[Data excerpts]
====

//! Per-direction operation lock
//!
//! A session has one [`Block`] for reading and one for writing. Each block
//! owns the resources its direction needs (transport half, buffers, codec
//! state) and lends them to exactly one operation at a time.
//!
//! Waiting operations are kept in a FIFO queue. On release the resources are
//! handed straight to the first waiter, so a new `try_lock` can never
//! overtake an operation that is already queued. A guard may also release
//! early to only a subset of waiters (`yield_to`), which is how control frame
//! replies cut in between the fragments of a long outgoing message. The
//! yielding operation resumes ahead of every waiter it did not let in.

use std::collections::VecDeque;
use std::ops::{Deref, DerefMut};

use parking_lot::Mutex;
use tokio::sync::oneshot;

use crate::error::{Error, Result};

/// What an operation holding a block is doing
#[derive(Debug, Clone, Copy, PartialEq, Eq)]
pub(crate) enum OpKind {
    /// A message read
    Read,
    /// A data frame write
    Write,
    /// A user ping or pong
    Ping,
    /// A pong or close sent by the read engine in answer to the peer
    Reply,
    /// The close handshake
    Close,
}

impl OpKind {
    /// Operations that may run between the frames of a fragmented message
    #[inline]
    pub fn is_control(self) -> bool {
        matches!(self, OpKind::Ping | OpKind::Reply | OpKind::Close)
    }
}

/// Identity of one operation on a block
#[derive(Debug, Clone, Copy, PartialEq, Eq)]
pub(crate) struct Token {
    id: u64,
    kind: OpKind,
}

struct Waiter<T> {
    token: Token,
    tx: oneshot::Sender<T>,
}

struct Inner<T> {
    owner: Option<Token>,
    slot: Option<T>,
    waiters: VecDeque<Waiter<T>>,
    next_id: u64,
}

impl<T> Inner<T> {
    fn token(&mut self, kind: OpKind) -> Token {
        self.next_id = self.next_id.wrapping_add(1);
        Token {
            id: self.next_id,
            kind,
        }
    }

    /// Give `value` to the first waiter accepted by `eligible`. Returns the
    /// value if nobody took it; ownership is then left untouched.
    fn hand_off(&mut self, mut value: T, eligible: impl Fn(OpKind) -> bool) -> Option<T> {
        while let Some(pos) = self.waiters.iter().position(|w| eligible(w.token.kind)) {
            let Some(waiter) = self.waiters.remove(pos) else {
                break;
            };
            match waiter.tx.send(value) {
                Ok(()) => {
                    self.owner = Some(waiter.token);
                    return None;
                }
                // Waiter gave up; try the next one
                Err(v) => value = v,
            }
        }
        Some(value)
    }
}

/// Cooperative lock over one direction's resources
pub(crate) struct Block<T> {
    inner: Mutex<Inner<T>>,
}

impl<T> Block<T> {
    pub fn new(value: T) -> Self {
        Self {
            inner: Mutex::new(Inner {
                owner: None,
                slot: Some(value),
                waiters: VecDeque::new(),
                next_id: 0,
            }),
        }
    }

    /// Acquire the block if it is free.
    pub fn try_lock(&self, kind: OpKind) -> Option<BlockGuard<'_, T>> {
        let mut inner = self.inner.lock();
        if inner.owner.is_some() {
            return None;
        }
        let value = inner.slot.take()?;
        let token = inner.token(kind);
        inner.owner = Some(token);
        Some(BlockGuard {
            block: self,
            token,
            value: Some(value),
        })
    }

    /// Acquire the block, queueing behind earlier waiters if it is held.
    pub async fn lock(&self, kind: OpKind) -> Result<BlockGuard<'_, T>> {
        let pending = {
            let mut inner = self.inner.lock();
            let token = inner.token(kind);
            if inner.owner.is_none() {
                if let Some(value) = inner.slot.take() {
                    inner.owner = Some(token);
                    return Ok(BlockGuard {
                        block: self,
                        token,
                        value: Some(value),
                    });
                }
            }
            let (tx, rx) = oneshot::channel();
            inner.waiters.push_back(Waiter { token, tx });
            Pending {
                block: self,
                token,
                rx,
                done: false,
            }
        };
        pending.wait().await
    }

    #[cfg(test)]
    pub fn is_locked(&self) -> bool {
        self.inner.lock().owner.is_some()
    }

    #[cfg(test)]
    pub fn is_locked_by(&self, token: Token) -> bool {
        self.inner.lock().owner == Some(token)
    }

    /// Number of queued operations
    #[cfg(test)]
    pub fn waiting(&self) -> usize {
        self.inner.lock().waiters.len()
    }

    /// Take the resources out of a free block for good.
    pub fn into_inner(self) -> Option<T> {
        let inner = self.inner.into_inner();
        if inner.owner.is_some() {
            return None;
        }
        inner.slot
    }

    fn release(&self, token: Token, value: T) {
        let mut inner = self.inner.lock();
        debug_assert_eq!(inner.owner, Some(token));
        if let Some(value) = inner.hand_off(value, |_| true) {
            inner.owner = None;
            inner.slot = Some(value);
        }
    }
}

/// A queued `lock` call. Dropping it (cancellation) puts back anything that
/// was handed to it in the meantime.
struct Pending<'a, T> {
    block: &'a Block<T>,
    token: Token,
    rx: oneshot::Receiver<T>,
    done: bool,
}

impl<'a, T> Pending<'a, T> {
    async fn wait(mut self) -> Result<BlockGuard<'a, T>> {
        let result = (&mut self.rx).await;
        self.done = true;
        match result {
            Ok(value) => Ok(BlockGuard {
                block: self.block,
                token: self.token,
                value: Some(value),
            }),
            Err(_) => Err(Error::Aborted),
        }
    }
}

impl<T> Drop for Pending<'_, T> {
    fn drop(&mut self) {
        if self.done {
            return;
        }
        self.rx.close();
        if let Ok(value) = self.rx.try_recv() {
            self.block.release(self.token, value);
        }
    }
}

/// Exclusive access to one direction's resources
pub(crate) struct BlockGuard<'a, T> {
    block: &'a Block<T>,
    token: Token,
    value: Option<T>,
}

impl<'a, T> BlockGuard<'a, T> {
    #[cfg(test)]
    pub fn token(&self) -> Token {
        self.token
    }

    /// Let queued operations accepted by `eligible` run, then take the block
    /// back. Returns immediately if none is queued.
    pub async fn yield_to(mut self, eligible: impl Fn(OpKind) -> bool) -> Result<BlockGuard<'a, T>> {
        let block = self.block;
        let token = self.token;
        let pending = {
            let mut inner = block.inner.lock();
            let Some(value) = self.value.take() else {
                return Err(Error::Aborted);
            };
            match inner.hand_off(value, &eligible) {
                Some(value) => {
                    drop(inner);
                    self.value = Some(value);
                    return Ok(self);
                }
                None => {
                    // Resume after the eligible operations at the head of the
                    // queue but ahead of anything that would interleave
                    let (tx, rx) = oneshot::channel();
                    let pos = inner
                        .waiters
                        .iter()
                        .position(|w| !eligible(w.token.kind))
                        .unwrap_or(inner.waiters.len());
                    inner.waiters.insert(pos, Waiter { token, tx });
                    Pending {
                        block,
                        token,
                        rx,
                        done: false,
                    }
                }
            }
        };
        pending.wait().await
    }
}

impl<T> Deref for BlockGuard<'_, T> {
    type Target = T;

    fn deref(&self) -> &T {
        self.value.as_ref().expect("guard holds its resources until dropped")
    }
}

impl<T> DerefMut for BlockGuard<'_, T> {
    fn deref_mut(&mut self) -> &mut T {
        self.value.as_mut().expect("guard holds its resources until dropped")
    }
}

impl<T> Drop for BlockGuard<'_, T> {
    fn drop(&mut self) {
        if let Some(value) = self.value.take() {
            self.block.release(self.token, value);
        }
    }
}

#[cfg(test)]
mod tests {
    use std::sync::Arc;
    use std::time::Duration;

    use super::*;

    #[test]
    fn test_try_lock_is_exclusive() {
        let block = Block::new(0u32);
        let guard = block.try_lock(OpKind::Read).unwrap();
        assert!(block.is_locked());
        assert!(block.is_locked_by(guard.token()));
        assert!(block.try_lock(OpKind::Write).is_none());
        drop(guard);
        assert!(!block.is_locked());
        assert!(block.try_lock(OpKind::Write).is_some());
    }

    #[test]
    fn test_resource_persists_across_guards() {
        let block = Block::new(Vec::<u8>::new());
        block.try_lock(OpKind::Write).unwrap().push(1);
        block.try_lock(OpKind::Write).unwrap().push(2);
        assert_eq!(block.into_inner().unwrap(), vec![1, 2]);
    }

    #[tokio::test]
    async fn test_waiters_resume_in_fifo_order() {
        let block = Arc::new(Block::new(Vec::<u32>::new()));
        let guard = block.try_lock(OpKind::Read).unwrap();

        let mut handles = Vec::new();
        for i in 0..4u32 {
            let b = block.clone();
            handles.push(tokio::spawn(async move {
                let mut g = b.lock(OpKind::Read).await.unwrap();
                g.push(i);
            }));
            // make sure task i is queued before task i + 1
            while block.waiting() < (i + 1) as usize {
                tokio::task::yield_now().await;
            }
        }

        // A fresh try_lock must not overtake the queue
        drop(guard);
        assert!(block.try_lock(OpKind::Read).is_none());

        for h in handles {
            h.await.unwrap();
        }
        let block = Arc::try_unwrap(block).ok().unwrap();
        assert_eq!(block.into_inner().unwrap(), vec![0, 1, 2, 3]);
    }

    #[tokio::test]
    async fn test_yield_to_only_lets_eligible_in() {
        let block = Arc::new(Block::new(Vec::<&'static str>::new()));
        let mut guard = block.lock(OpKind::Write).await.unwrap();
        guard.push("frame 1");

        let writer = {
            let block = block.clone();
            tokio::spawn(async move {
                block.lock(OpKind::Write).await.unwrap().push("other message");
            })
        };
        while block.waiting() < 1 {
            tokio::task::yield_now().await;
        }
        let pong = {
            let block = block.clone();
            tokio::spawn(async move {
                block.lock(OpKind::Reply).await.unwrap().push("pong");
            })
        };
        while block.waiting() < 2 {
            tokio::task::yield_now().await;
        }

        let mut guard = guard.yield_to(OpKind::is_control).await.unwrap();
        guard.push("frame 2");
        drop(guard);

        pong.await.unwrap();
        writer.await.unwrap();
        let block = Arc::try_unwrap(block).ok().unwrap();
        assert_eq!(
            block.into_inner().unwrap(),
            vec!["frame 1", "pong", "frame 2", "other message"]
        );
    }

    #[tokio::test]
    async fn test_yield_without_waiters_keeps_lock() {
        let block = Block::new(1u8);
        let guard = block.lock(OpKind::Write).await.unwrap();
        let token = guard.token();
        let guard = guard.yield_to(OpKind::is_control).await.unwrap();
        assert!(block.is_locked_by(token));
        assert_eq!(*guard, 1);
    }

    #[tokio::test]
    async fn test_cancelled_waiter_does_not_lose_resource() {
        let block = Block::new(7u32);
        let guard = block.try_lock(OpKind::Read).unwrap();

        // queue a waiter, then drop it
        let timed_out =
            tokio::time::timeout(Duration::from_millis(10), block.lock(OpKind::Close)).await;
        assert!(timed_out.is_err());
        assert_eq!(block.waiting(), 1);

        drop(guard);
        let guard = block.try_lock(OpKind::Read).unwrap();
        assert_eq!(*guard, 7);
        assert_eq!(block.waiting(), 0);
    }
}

====

▶ Task prompt:
Extract every line above containing the word "that".

▶ Result:
//! overtake an operation that is already queued. A guard may also release
    /// Operations that may run between the frames of a fragmented message
/// A queued `lock` call. Dropping it (cancellation) puts back anything that
                    // queue but ahead of anything that would interleave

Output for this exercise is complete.